More than 30,000 people a year are diagnosed with multiple myeloma in the United States, making it the second most common type of blood cancer. Researchers have yet to find a cure, in part due to the diverse ways the disease manifests itself, but recent advances in cancer research have made it a treatable disease.
The availability of genomic data and power of artificial intelligence is driving more progress in the understanding of multiple myeloma. Causal machine learning (causal ML) – a powerful form of artificial intelligence – has the ability to reduce the time to study disease and discover new biology from years to months. However, for causal ML to be successful, it needs vast amounts of reliable data. The Multiple Myeloma Research Foundation (MMRF) through its CoMMpass Study has the largest genomic data set of any cancer, enabling a powerful partnership.
A powerful collaboration
CoMMpass is a longitudinal study of over 1,000 patients with active multiple myeloma. The goal is to map each of the patient’s genomic profiles to clinical outcomes and to develop a more complete understanding of patient responses to treatments. It collects genomic variation, gene expression changes, epigenetic changes and clinical outcomes longitudinally across a well characterized population of multiple myeloma patients.
The collaboration is driving the discovery of new drug targets, pathways and new combination therapies by unravelling the underlying complexity of this disease. It is also enabling the discovery of biomarkers that enable the stratification of patients in clinical trials so that drug development can be accelerated and benefit patients faster.
More data, more insights
The collaboration between GNS and MMRF began three years ago, by building models using the CoMMpass study. As more patients were recruited to the study, and more data was collected on existing patients, additional information became available for the technology to find causal relationships. The more data that is added to the platform, the stronger the models become.
As a result of deploying causal ML to the large CoMMpass data set, researchers identified a network of variables potentially driving high-risk status, notably involving cell-cycle regulators CDK1, MELK, and PLK3, known targets of inhibitor drugs.
A second result included identifying a sub-population of patients for whom stem cell transplantation may be particularly effective in treating multiple myeloma. By reverse-engineering models of multiple myeloma patients, looking for connections between specific treatments and outcomes, the CHEK1 biomarker was discovered as a potential biomarker to signify stem cell transplantation effectiveness. Depending on the level of expression of this biomarker, researchers are able to predict which patients may have a positive response to stem cell treatment and which may not. These results were then validated in data collected from an independent phase 3 trial led by the Dana-Farber Cancer Institute with 700 patients and in laboratory experiments.

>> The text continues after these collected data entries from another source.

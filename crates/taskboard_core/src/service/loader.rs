//! Initial board loading and remote-row reshaping.
//!
//! # Responsibility
//! - Fetch the three record sets through the gateway in one pass.
//! - Map store column shapes to the semantic model (`user_id` becomes
//!   `owner_id`, RFC 3339 text becomes a structured timestamp).
//!
//! # Invariants
//! - All three reads must succeed; a failed read or unmappable row yields
//!   one aggregated error and no partial snapshot.
//! - A published snapshot has verified cross-record references.

use crate::gateway::rows::{CommentRow, TaskRow, UserRow};
use crate::gateway::{BoardGateway, GatewayError};
use crate::model::board::{Comment, Task, User};
use crate::model::snapshot::{ReferenceViolation, Snapshot};
use chrono::{DateTime, Utc};
use log::{error, info};
use std::error::Error;
use std::fmt::{Display, Formatter};
use std::time::Instant;

pub type LoadResult<T> = Result<T, LoadError>;

/// A remote row that cannot be reshaped into the semantic model.
#[derive(Debug, Clone, PartialEq, Eq)]
pub struct RowMapError {
    pub table: &'static str,
    pub message: String,
}

impl Display for RowMapError {
    fn fmt(&self, f: &mut Formatter<'_>) -> std::fmt::Result {
        write!(f, "invalid `{}` row: {}", self.table, self.message)
    }
}

impl Error for RowMapError {}

/// Aggregated startup-load failure.
///
/// Fatal to startup: the caller keeps an empty snapshot and surfaces the
/// message; there is no partial recovery at this layer.
#[derive(Debug)]
pub enum LoadError {
    /// One of the three reads failed.
    Gateway(GatewayError),
    /// A fetched row could not be mapped.
    InvalidRow(RowMapError),
    /// The fetched sets contradict each other.
    BrokenReference(ReferenceViolation),
}

impl Display for LoadError {
    fn fmt(&self, f: &mut Formatter<'_>) -> std::fmt::Result {
        match self {
            Self::Gateway(err) => write!(f, "{err}"),
            Self::InvalidRow(err) => write!(f, "{err}"),
            Self::BrokenReference(err) => write!(f, "inconsistent board data: {err}"),
        }
    }
}

impl Error for LoadError {
    fn source(&self) -> Option<&(dyn Error + 'static)> {
        match self {
            Self::Gateway(err) => Some(err),
            Self::InvalidRow(err) => Some(err),
            Self::BrokenReference(err) => Some(err),
        }
    }
}

impl From<GatewayError> for LoadError {
    fn from(value: GatewayError) -> Self {
        Self::Gateway(value)
    }
}

impl From<RowMapError> for LoadError {
    fn from(value: RowMapError) -> Self {
        Self::InvalidRow(value)
    }
}

impl From<ReferenceViolation> for LoadError {
    fn from(value: ReferenceViolation) -> Self {
        Self::BrokenReference(value)
    }
}

/// Loads users, tasks and comments into one consistent snapshot.
///
/// # Contract
/// - Reads in fixed order: users, tasks, comments.
/// - Returns the first failure unchanged; nothing is published on error.
///
/// # Side effects
/// - Emits `board_load` logging events with counts and duration.
pub async fn load_board<G: BoardGateway>(gateway: &G) -> LoadResult<Snapshot> {
    let started_at = Instant::now();
    info!("event=board_load module=loader status=start");

    match load_board_inner(gateway).await {
        Ok(snapshot) => {
            info!(
                "event=board_load module=loader status=ok users={} tasks={} comments={} duration_ms={}",
                snapshot.users.len(),
                snapshot.tasks.len(),
                snapshot.comments.len(),
                started_at.elapsed().as_millis()
            );
            Ok(snapshot)
        }
        Err(err) => {
            error!(
                "event=board_load module=loader status=error duration_ms={} error={}",
                started_at.elapsed().as_millis(),
                err
            );
            Err(err)
        }
    }
}

async fn load_board_inner<G: BoardGateway>(gateway: &G) -> LoadResult<Snapshot> {
    let user_rows = gateway.select_users().await?;
    let task_rows = gateway.select_tasks().await?;
    let comment_rows = gateway.select_comments().await?;

    let snapshot = Snapshot {
        users: user_rows.into_iter().map(user_from_row).collect(),
        tasks: task_rows.into_iter().map(task_from_row).collect(),
        comments: comment_rows
            .into_iter()
            .map(comment_from_row)
            .collect::<Result<Vec<_>, _>>()?,
    };

    snapshot.verify_references()?;
    Ok(snapshot)
}

pub(crate) fn user_from_row(row: UserRow) -> User {
    User {
        id: row.id,
        name: row.name,
        email: row.email,
    }
}

pub(crate) fn task_from_row(row: TaskRow) -> Task {
    Task {
        id: row.id,
        text: row.text,
        completed: row.completed,
        owner_id: row.user_id,
    }
}

pub(crate) fn comment_from_row(row: CommentRow) -> Result<Comment, RowMapError> {
    let created_at = parse_created_at("comments", &row.created_at)?;
    Ok(Comment {
        id: row.id,
        task_id: row.task_id,
        user_id: row.user_id,
        user_name: row.user_name,
        content: row.content,
        created_at,
    })
}

fn parse_created_at(table: &'static str, value: &str) -> Result<DateTime<Utc>, RowMapError> {
    DateTime::parse_from_rfc3339(value)
        .map(|parsed| parsed.with_timezone(&Utc))
        .map_err(|err| RowMapError {
            table,
            message: format!("invalid created_at `{value}`: {err}"),
        })
}

#[cfg(test)]
mod tests {
    use super::{comment_from_row, task_from_row};
    use crate::gateway::rows::{CommentRow, TaskRow};
    use chrono::{TimeZone, Utc};

    #[test]
    fn task_mapping_renames_owner_reference() {
        let task = task_from_row(TaskRow {
            id: 4,
            text: "water plants".to_string(),
            completed: true,
            user_id: 9,
            created_at: "2024-02-02T08:00:00+00:00".to_string(),
        });
        assert_eq!(task.owner_id, 9);
        assert!(task.completed);
    }

    #[test]
    fn comment_mapping_parses_rfc3339_timestamp() {
        let comment = comment_from_row(CommentRow {
            id: 1,
            task_id: 2,
            user_id: 3,
            user_name: "Tanaka".to_string(),
            content: "done".to_string(),
            created_at: "2024-02-02T08:30:00+00:00".to_string(),
        })
        .expect("timestamp should parse");
        assert_eq!(
            comment.created_at,
            Utc.with_ymd_and_hms(2024, 2, 2, 8, 30, 0).unwrap()
        );
    }

    #[test]
    fn comment_mapping_rejects_unparseable_timestamp() {
        let err = comment_from_row(CommentRow {
            id: 1,
            task_id: 2,
            user_id: 3,
            user_name: "Tanaka".to_string(),
            content: "done".to_string(),
            created_at: "yesterday".to_string(),
        })
        .expect_err("bad timestamp should be rejected");
        assert_eq!(err.table, "comments");
        assert!(err.message.contains("yesterday"));
    }
}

This use of AI is very different from typical research, where scientists start with a hypothesis and begin testing by changing only one condition, or variable, at a time. The causal ML platform is able to test all hypotheses in the same model. As a result, the CHEK1 biomarker bubbled to the top as an important indicator of stem cell transplant benefit. The modelling began without any idea that CHEK1 had any relationship to the treatment. It only took a matter of months to identify CHEK1, as compared to the “years and years” of testing that would have been required by testing one hypothesis at a time.
The discoveries of the high-risk markers and the CHEK1 biomarker for stem cell transplantation are just the latest in a series of discoveries made possible by the collaboration between MMRF and GNS. Previously, the partnership also identified a number of novel pathways that drove favorable responses to treatments, including pathways of different types of genes.
There are many beneficiaries to the work being done by the application of artificial intelligence to longitudinal data. Patients benefit from more precise, effective treatment. Health plans gain valuable knowledge of treatments that are both more effective and less costly. Pharmaceutical companies are able to develop more targeted therapies.
Precision medicine is on the horizon and the promise of improving outcomes, extending lives and reducing costs is no longer a pipedream.